Many of the lakes I normally fish in Oregon have been closed due to low water levels, high temperatures, or risk from wildfires. Trout fishing has slowed down and transitioned to favor warm water species such as bluegill, bass, and perch. I have recorded water temperatures as high as 78-80 degrees F within 2 feet of the surface. Getting on the water at sunrise before the high sun turns our lakes into bathwater is the way to go.

While fishing is not red-hot this time of the year, Henry Hagg Lake is a beautiful place to fish during early morning hours if you need a water fix. Hagg Lake is located 25 miles west of Portland in Scoggins Valley Park and is owned and operated by Washington County.

I caught this beautiful bluegill at Hagg Lake. At this time of year, trout are deep and favor the dam area of Hagg Lake. Bass and bluegill can be found in the shaded shallow inlets on the west side of the lake near Sain Creek Recreational Area.

Fly Color Selection & Algae:

I learned an interesting fishing tip this summer for when algae is prevalent in the water.  In these conditions, I consistently find certain fly colors work better than others – regardless of the pattern that I am using. Any guesses which colors were most productive?

Algae

If you guessed white or black, you nailed it!

Particulates in the water affect what color the trout can see. Imagine looking through green tinted sunglasses; some colors will appear bolder while others more subdued. For example, a burnt orange fly in green algae-stained water will appear orange/brown. Additionally, since there is less light in heavily stained water, darker flies produce a clearer silhouette, are easier to see, and are therefore more effective under such conditions.

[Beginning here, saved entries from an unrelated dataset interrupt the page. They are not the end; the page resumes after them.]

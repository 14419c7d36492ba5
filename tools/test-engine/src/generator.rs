//! Seeded per-axis generators and case creators
//!
//! All randomness flows through one deterministic seeded RNG so that a
//! failing battery can be regenerated exactly from its seed. Each creator
//! pairs one drawn vault configuration with the analytically expected
//! `(net_value, is_excess)` outcome.

use crate::config::EngineConfig;
use margin::requirement;
use rand::Rng;
use rand::SeedableRng;
use rand_chacha::ChaCha8Rng;
use rust_decimal::prelude::*;
use rust_decimal::Decimal;
use types::case::MarginCase;
use types::errors::ConfigError;
use types::rules::{AmountRule, CollateralRule, SpotRule, StrikeRule};
use types::vault::{LegAmounts, StrikePair};

/// Case generator with deterministic seeded RNG.
pub struct CaseGenerator {
    config: EngineConfig,
    rng: ChaCha8Rng,
}

impl CaseGenerator {
    /// Create a generator from validated bounds and an explicit seed.
    pub fn new(config: EngineConfig, seed: u64) -> Result<Self, ConfigError> {
        config.validate()?;
        Ok(Self { config, rng: ChaCha8Rng::seed_from_u64(seed) })
    }

    /// Generation bounds in effect.
    pub fn config(&self) -> &EngineConfig {
        &self.config
    }

    /// Uniform draw in `[1, max]`; 0 when `max` is 0.
    fn rand_int(&mut self, max: u64) -> u64 {
        if max == 0 {
            0
        } else {
            self.rng.gen_range(1..=max)
        }
    }

    // ── Axis generators ───────────────────────────────────────────────────

    /// Draw a strike pair satisfying the given strike relation.
    ///
    /// The short strike is drawn first, then the long strike is derived by
    /// offsetting a random width, clamped to the configured strike bounds.
    pub fn strike_prices(&mut self, rule: StrikeRule) -> StrikePair {
        let short_strike = self.rand_int(self.config.max_strike_price);
        let width = self.rand_int(self.config.max_strike_width);

        let long_strike = match rule {
            StrikeRule::LongLessThanShort => short_strike
                .saturating_sub(width)
                .max(self.config.min_strike_price),
            StrikeRule::LongMoreThanShort => short_strike
                .saturating_add(width)
                .min(self.config.max_strike_price),
            StrikeRule::LongEqualShort => short_strike,
        };

        StrikePair { long_strike, short_strike }
    }

    /// Draw leg amounts satisfying the given amount relation.
    pub fn amounts(&mut self, rule: AmountRule) -> LegAmounts {
        let mut short_amount = self.rand_int(self.config.max_amount);
        let diff = self.rand_int(self.config.max_amount_difference);

        let long_amount = match rule {
            AmountRule::LongLessThanShort => {
                short_amount.saturating_sub(diff).max(self.config.min_amount)
            }
            AmountRule::LongMoreThanShort => {
                short_amount.saturating_add(diff).min(self.config.max_amount)
            }
            AmountRule::LongEqualShort => short_amount,
            AmountRule::OnlyShort => 0,
            AmountRule::OnlyLong => {
                let long = short_amount;
                short_amount = 0;
                long
            }
        };

        LegAmounts { long_amount, short_amount }
    }

    /// Derive a collateral balance from the required margin per the rule.
    fn apply_collateral_rule(&mut self, rule: CollateralRule, required: Decimal) -> Decimal {
        match rule {
            CollateralRule::Insufficient => {
                let removable = required.trunc().to_u64().unwrap_or(0);
                let deficit = Decimal::from(self.rand_int(removable));
                (required - deficit).max(Decimal::from(self.config.min_collateral))
            }
            CollateralRule::Exact => required,
            CollateralRule::Excess => {
                let surplus = Decimal::from(self.rand_int(self.config.max_collateral));
                (required + surplus).min(Decimal::from(self.config.max_collateral))
            }
        }
    }

    /// Pick a settlement spot price in the bucket the rule names, relative
    /// to the (possibly swapped) high/low strikes.
    fn pick_spot(&mut self, rule: SpotRule, strikes: &StrikePair) -> u64 {
        let high = strikes.higher();
        let low = strikes.lower();

        match rule {
            SpotRule::AboveBothStrikes => self
                .rand_int(self.config.max_spot)
                .saturating_add(high)
                .min(self.config.max_spot),
            SpotRule::EqualHigherStrike => high,
            SpotRule::BetweenStrikes => self.rand_int(high - low) + low,
            SpotRule::EqualLowerStrike => low,
            SpotRule::BelowBothStrikes => self.rand_int(low).max(self.config.min_spot),
        }
    }

    // ── Case creators: before expiry ──────────────────────────────────────

    /// Build a before-expiry put case under the given collateral rule.
    ///
    /// `net_value` is the absolute collateral/margin difference; `is_excess`
    /// is true iff collateral covers the requirement.
    pub fn put_case_before_expiry(
        &mut self,
        rule: CollateralRule,
        strikes: &StrikePair,
        amounts: &LegAmounts,
    ) -> MarginCase {
        let required =
            requirement::put_required_before_expiry(strikes, amounts, self.config.put_decimals);
        self.before_expiry_case(rule, strikes, amounts, required)
    }

    /// Build a before-expiry call case under the given collateral rule.
    pub fn call_case_before_expiry(
        &mut self,
        rule: CollateralRule,
        strikes: &StrikePair,
        amounts: &LegAmounts,
    ) -> MarginCase {
        let required =
            requirement::call_required_before_expiry(strikes, amounts, self.config.call_decimals);
        self.before_expiry_case(rule, strikes, amounts, required)
    }

    fn before_expiry_case(
        &mut self,
        rule: CollateralRule,
        strikes: &StrikePair,
        amounts: &LegAmounts,
        required: Decimal,
    ) -> MarginCase {
        let collateral = self.apply_collateral_rule(rule, required);
        let net = collateral - required;

        MarginCase {
            short_amount: amounts.short_amount,
            long_amount: amounts.long_amount,
            short_strike: strikes.short_strike,
            long_strike: strikes.long_strike,
            collateral,
            net_value: net.abs(),
            is_excess: net >= Decimal::ZERO,
            oracle_price: 0,
        }
    }

    // ── Case creators: after expiry ───────────────────────────────────────

    /// Build an after-expiry put case at a spot price picked per the rule.
    ///
    /// `net_value` is signed: collateral minus the realized settlement
    /// requirement at the chosen spot.
    pub fn put_case_after_expiry(
        &mut self,
        rule: SpotRule,
        strikes: &StrikePair,
        amounts: &LegAmounts,
        collateral: Decimal,
    ) -> MarginCase {
        let spot = self.pick_spot(rule, strikes);
        let required = requirement::put_required_after_expiry(spot, strikes, amounts);
        Self::after_expiry_case(strikes, amounts, collateral, required, spot)
    }

    /// Build an after-expiry call case at a spot price picked per the rule.
    pub fn call_case_after_expiry(
        &mut self,
        rule: SpotRule,
        strikes: &StrikePair,
        amounts: &LegAmounts,
        collateral: Decimal,
    ) -> MarginCase {
        let spot = self.pick_spot(rule, strikes);
        let required = requirement::call_required_after_expiry(
            spot,
            strikes,
            amounts,
            self.config.call_decimals,
        );
        Self::after_expiry_case(strikes, amounts, collateral, required, spot)
    }

    fn after_expiry_case(
        strikes: &StrikePair,
        amounts: &LegAmounts,
        collateral: Decimal,
        required: Decimal,
        spot: u64,
    ) -> MarginCase {
        let net = collateral - required;

        MarginCase {
            short_amount: amounts.short_amount,
            long_amount: amounts.long_amount,
            short_strike: strikes.short_strike,
            long_strike: strikes.long_strike,
            collateral,
            net_value: net,
            is_excess: net >= Decimal::ZERO,
            oracle_price: spot,
        }
    }
}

Since white maintains its visibility longest, I use both white and black flies when fishing deeper during the hot summer months when warm water temperatures and low oxygen levels drive fish to hold deeper.

Shawn Harman at Hartland Lake, Oregon Fishing Club, using Vickie’s White Predator Bugger

I compared white and black against other colors using three different patterns: my UV Midge Pupa, UV Crystal Pupa, and Predator Bugger. White and black outperformed all other colors in algae-rich waters. Since fish are visual hunters, select fly pattern colors such as white and black to increase your catch rate as they are the most visible colors under these conditions.